Debunking the ‘experts’ on vaping
Rather than feature diverse perspectives from a variety of experts, the piece focuses almost entirely on the views of one person: Stanton Glantz, director of the Center for Tobacco Control Research and Education at the University of California, San Francisco. To be sure, Glantz is a respected researcher and his perspective deserves a hearing. He’s also wrong on a lot of things. Four major myths he and the Mic piece present very much need to be debunked:
MYTH: “The scientific community is beginning to see things differently, however. Its consensus: vaping is a scam.”
FACT: There is no consensus that vaping is a scam. If anything, the voices that oppose vaping as a harm-reduction option are being increasingly drowned out by rational applications of science. In the United Kingdom, public-health authorities acknowledge that health vaping is 95 percent less harmful than traditional cigarettes. In Ireland, vaping now is seen as a crucial tool to help people quit cigarettes. Indeed, even in the United States, experts increasingly regard vaping as a valuable harm-reduction strategy. The only “consensus” lies in the Mic author’s refusal to include diverse views from the scientific community that aren’t represented by Glantz’s sole claims.
MYTH: “The most dangerous thing about e-cigarettes is that they keep people smoking cigarettes.”
FACT: The Mic piece cites a 2012 study, co-authored by David Abrahms, to back up this assertion. However, he fails to include 2015 research from that same Abrahms making the case that e-cigarettes can assist some smokers’ efforts to quit greatly. Furthermore, there is an entire body of international research that has illustrated to great effect how vaping has helped many quit or greatly reduce their smoking. Why this plentiful research is ignored in favor of Glantz’s unsupported assertion is unclear.
MYTH: “E-cigarettes deliver as much or more ultrafine particles as the ones found in cigarettes.”
FACT: Here, Glantz contradicts his own 2014 research, which stated:
It is not clear whether the ultrafine particles delivered by e-cigarettes have health effects and toxicity similar to the ambient fine particles generated by conventional cigarette smoke or secondhand smoke.
Did Glantz change his mind? He certainly didn’t publish any new discoveries on the issue. From this contradiction, we find a lack of consensus even among Glantz’s own beliefs, much less those of the scientific community at-large. It would be much more accurate to report what is empirically known and what remains uncertain.
MYTH: “The e-cigarette industry … [has a] hold on adolescents.”
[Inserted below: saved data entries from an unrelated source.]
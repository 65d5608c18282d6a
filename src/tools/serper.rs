// ABOUTME: SerperSearchTool - web and news search through the Serper API.
// ABOUTME: Formats the top results as Title/Link/Snippet blocks for the agent.

use std::time::Duration;

use async_trait::async_trait;
use serde::Deserialize;

use crate::config::ToolsConfig;
use crate::tool::{Tool, ToolResult};

const SEPARATOR: &str = "\n-----------------";

/// Which Serper collection to query.
#[derive(Debug, Clone, Copy, PartialEq, Eq)]
pub enum SerperEndpoint {
    /// Organic web results (`/search`).
    Search,
    /// News articles (`/news`).
    News,
}

impl SerperEndpoint {
    fn path(self) -> &'static str {
        match self {
            Self::Search => "search",
            Self::News => "news",
        }
    }
}

/// A single search hit. Serper omits fields freely, so all are optional.
#[derive(Debug, Clone, Default, Deserialize)]
pub struct SearchResult {
    pub title: Option<String>,
    pub link: Option<String>,
    pub snippet: Option<String>,
}

#[derive(Debug, Default, Deserialize)]
struct SerperResponse {
    #[serde(default)]
    organic: Vec<SearchResult>,
    #[serde(default)]
    news: Vec<SearchResult>,
}

/// Tool for searching the internet or news via Serper.
pub struct SerperSearchTool {
    endpoint: SerperEndpoint,
    api_key: Option<String>,
    base_url: String,
    top_results: usize,
    client: reqwest::Client,
}

impl SerperSearchTool {
    pub fn new(endpoint: SerperEndpoint, config: &ToolsConfig) -> Self {
        let client = reqwest::Client::builder()
            .timeout(Duration::from_secs(30))
            .build()
            .unwrap_or_default();
        Self {
            endpoint,
            api_key: config.serper_api_key.clone(),
            base_url: config.serper_base_url.trim_end_matches('/').to_string(),
            top_results: config.search_results,
            client,
        }
    }

    /// Format the first `top` hits; hits missing a field are skipped.
    fn format_results(results: &[SearchResult], top: usize) -> String {
        results
            .iter()
            .take(top)
            .filter_map(|r| {
                let (title, link, snippet) = (r.title.as_ref()?, r.link.as_ref()?, r.snippet.as_ref()?);
                Some(format!(
                    "Title: {title}\nLink: {link}\nSnippet: {snippet}\n{SEPARATOR}"
                ))
            })
            .collect::<Vec<_>>()
            .join("\n")
    }
}

#[async_trait]
impl Tool for SerperSearchTool {
    fn name(&self) -> &str {
        match self.endpoint {
            SerperEndpoint::Search => "search_internet",
            SerperEndpoint::News => "search_news",
        }
    }

    fn description(&self) -> &str {
        match self.endpoint {
            SerperEndpoint::Search => {
                "Useful to search the internet about a given topic and return relevant results"
            }
            SerperEndpoint::News => {
                "Useful to search news about a company, stock or any other topic and return relevant results"
            }
        }
    }

    fn schema(&self) -> serde_json::Value {
        serde_json::json!({
            "type": "object",
            "properties": {
                "query": {
                    "type": "string",
                    "description": "The search query"
                }
            },
            "required": ["query"]
        })
    }

    async fn execute(&self, params: serde_json::Value) -> Result<ToolResult, anyhow::Error> {
        #[derive(Deserialize)]
        struct Params {
            query: String,
        }
        let params: Params = serde_json::from_value(params)?;

        let Some(api_key) = self.api_key.as_deref() else {
            return Ok(ToolResult::error("Search is unavailable: SERPER_API_KEY is not set"));
        };

        let url = format!("{}/{}", self.base_url, self.endpoint.path());
        let response = match self
            .client
            .post(&url)
            .header("X-API-KEY", api_key)
            .json(&serde_json::json!({ "q": params.query }))
            .send()
            .await
        {
            Ok(resp) => resp,
            Err(e) => return Ok(ToolResult::error(format!("Search failed: {}", e))),
        };

        if !response.status().is_success() {
            return Ok(ToolResult::error(format!(
                "Search failed with status: {}",
                response.status()
            )));
        }

        let body: SerperResponse = match response.json().await {
            Ok(body) => body,
            Err(e) => return Ok(ToolResult::error(format!("Failed to read response: {}", e))),
        };

        let hits = match self.endpoint {
            SerperEndpoint::Search => &body.organic,
            SerperEndpoint::News => &body.news,
        };
        let output = Self::format_results(hits, self.top_results);
        if output.is_empty() {
            return Ok(ToolResult::text("No results found."));
        }
        Ok(ToolResult::text(output))
    }
}
// ABOUTME: Defines all error types for crewrelay using thiserror.
// ABOUTME: Each pipeline stage has its own error enum, unified under RelayError.

/// Top-level error type for the mission pipeline.
#[derive(Debug, thiserror::Error)]
pub enum RelayError {
    #[error("Planning failed: {0}")]
    Planning(#[from] PlanningError),

    #[error("Compilation failed: {0}")]
    Compile(#[from] CompileError),

    #[error("Execution failed: {0}")]
    Execution(#[from] ExecutionError),

    #[error("Configuration error: {0}")]
    Config(#[from] ConfigError),

    #[error("LLM error: {0}")]
    Llm(#[from] LlmError),
}

/// Errors from LLM client operations.
#[derive(Debug, thiserror::Error)]
pub enum LlmError {
    #[error("HTTP error: {0}")]
    Http(#[from] reqwest::Error),

    #[error("API error ({status}): {message}")]
    Api { status: u16, message: String },

    #[error("Deserialization error: {0}")]
    Deserialize(#[from] serde_json::Error),

    #[error("Configuration error: {0}")]
    Configuration(String),
}

/// Errors from tool lookup and invocation.
#[derive(Debug, thiserror::Error)]
pub enum ToolError {
    #[error("Unknown tool: {0}")]
    Unknown(String),

    #[error("Invalid parameters: {0}")]
    InvalidParams(String),

    #[error("Execution failed: {0}")]
    Execution(#[source] anyhow::Error),
}

/// The planner could not produce a usable plan.
#[derive(Debug, thiserror::Error)]
pub enum PlanningError {
    #[error("model call failed: {0}")]
    Model(#[from] LlmError),

    #[error("planner reply contained no JSON object")]
    NoJson,

    #[error("planner reply is not a valid plan: {0}")]
    Malformed(#[from] serde_json::Error),

    #[error("plan contains no tasks")]
    EmptyPlan,
}

/// A plan could not be turned into runnable agents and tasks.
#[derive(Debug, thiserror::Error)]
pub enum CompileError {
    #[error("agent '{agent}' references unknown tool '{tool}'")]
    UnknownTool { agent: String, tool: String },

    #[error("agent name '{0}' is defined more than once")]
    DuplicateAgent(String),
}

/// A compiled plan failed while running.
#[derive(Debug, thiserror::Error)]
pub enum ExecutionError {
    #[error("plan has no tasks to run")]
    NoTasks,

    #[error("task {index} is not assigned to any agent (requested '{agent}')")]
    UnassignedTask { index: usize, agent: String },

    #[error("agent '{agent}' model call failed: {source}")]
    Model {
        agent: String,
        #[source]
        source: LlmError,
    },

    #[error("agent '{agent}' exceeded max iterations ({limit})")]
    MaxIterations { agent: String, limit: usize },

    #[error("mission cancelled")]
    Cancelled,
}

/// Invalid process configuration.
#[derive(Debug, thiserror::Error)]
pub enum ConfigError {
    #[error("invalid value for {key}: '{value}'")]
    Invalid { key: String, value: String },
}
FACT: The National Institutes of Health reports teen use of e-cigarettes declined significantly in 2016, from 16.2 percent to 12.4 percent. No one actually wants adolescents to begin consuming nicotine. But kids smoked in high school long before e-cigarettes were invented. Encouragingly, teen rates of tobacco use have been declining consistently ever since vaping became available. Wouldn’t it make sense to guide them toward less destructive options, rather than withholding access altogether?
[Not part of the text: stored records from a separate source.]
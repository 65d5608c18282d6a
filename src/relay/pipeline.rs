// ABOUTME: Pipeline - mission text to final result: plan, compile, execute.
// ABOUTME: Reports stage changes and fires chain-level hook events.

use std::sync::Arc;

use crate::agent::RunnerSettings;
use crate::config::RelayConfig;
use crate::crew::{ExecutionContext, ExecutionEngine, FinalResult};
use crate::error::{ExecutionError, RelayError};
use crate::hook::HookEvent;
use crate::llm::LlmClient;
use crate::plan::{LlmPlanner, PlanCompiler, Planner};
use crate::tool::Registry;

/// Stage a mission is currently in.
#[derive(Debug, Clone, Copy, PartialEq, Eq)]
pub enum Stage {
    Planning,
    Compiling,
    Executing,
}

pub struct Pipeline {
    planner: Arc<dyn Planner>,
    compiler: PlanCompiler,
    engine: ExecutionEngine,
}

impl Pipeline {
    pub fn new(planner: Arc<dyn Planner>, compiler: PlanCompiler, engine: ExecutionEngine) -> Self {
        Self {
            planner,
            compiler,
            engine,
        }
    }

    /// Wire an LLM planner, a compiler over `registry` and an engine from config.
    pub fn from_config(config: &RelayConfig, client: Arc<dyn LlmClient>, registry: Registry) -> Self {
        let planner = LlmPlanner::new(client.clone(), &config.planner_model)
            .language(&config.language)
            .tools(registry.identifiers())
            .temperature(config.temperature)
            .max_tokens(config.max_tokens);
        let compiler =
            PlanCompiler::new(registry, &config.language).duplicates(config.duplicate_agents);
        let engine = ExecutionEngine::new(client, RunnerSettings::from(config));
        Self::new(Arc::new(planner), compiler, engine)
    }

    pub async fn run(
        &self,
        mission: &str,
        ctx: &ExecutionContext,
    ) -> Result<FinalResult, RelayError> {
        self.run_with(mission, ctx, |_| {}).await
    }

    /// Like [`run`](Self::run), calling `on_stage` as each stage begins.
    pub async fn run_with<F>(
        &self,
        mission: &str,
        ctx: &ExecutionContext,
        on_stage: F,
    ) -> Result<FinalResult, RelayError>
    where
        F: FnMut(Stage) + Send,
    {
        ctx.notify(HookEvent::ChainStart {
            mission: mission.to_string(),
        })
        .await;

        let outcome = tokio::select! {
            biased;
            _ = ctx.cancellation().cancelled() => Err(ExecutionError::Cancelled.into()),
            result = self.stages(mission, ctx, on_stage) => result,
        };

        match outcome {
            Ok(result) => {
                tracing::info!(
                    session = ctx.session_id(),
                    tasks = result.task_outputs.len(),
                    "mission completed"
                );
                ctx.notify(HookEvent::ChainEnd {
                    output: result.output.clone(),
                })
                .await;
                Ok(result)
            }
            Err(e) => {
                tracing::info!(session = ctx.session_id(), error = %e, "mission failed");
                ctx.notify(HookEvent::ChainError {
                    error: e.to_string(),
                })
                .await;
                Err(e)
            }
        }
    }

    async fn stages<F>(
        &self,
        mission: &str,
        ctx: &ExecutionContext,
        mut on_stage: F,
    ) -> Result<FinalResult, RelayError>
    where
        F: FnMut(Stage) + Send,
    {
        on_stage(Stage::Planning);
        tracing::debug!(session = ctx.session_id(), "planning");
        let spec = self.planner.plan(mission).await?;

        on_stage(Stage::Compiling);
        tracing::debug!(session = ctx.session_id(), "compiling");
        let plan = self.compiler.compile(&spec, ctx)?;
        ctx.notify(HookEvent::PlanReady {
            agents: plan.agent_names(),
            tasks: plan.tasks.len(),
        })
        .await;

        on_stage(Stage::Executing);
        tracing::debug!(session = ctx.session_id(), "executing");
        Ok(self.engine.run(&plan, ctx).await?)
    }
}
As a gay man in the United States, I lived through the devastation and grief of the AIDS epidemic, and celebrated when treatment medications began to save the lives of many people who were dying of this deadly disease. At the same time, I’ve seen many of those same individuals and their loved ones consume nicotine through cigarettes out of a sense of habit, dependence and fear of the physical and emotional discomfort of quitting.
As we’ve seen HIV-related deaths in the United States drop to historical lows of around 12,000 a year, we have continued to see lesbian, gay, bisexual and transgender tobacco-related deaths remain stagnant at 30,000 per year. When the technology and the empirical evidence overwhelmingly demonstrated an opportunity for vaping to save lives, I thought for sure our LGBT and supportive media would support such an advancement. Sadly, this has not been the case. And Mic.com isn’t helping.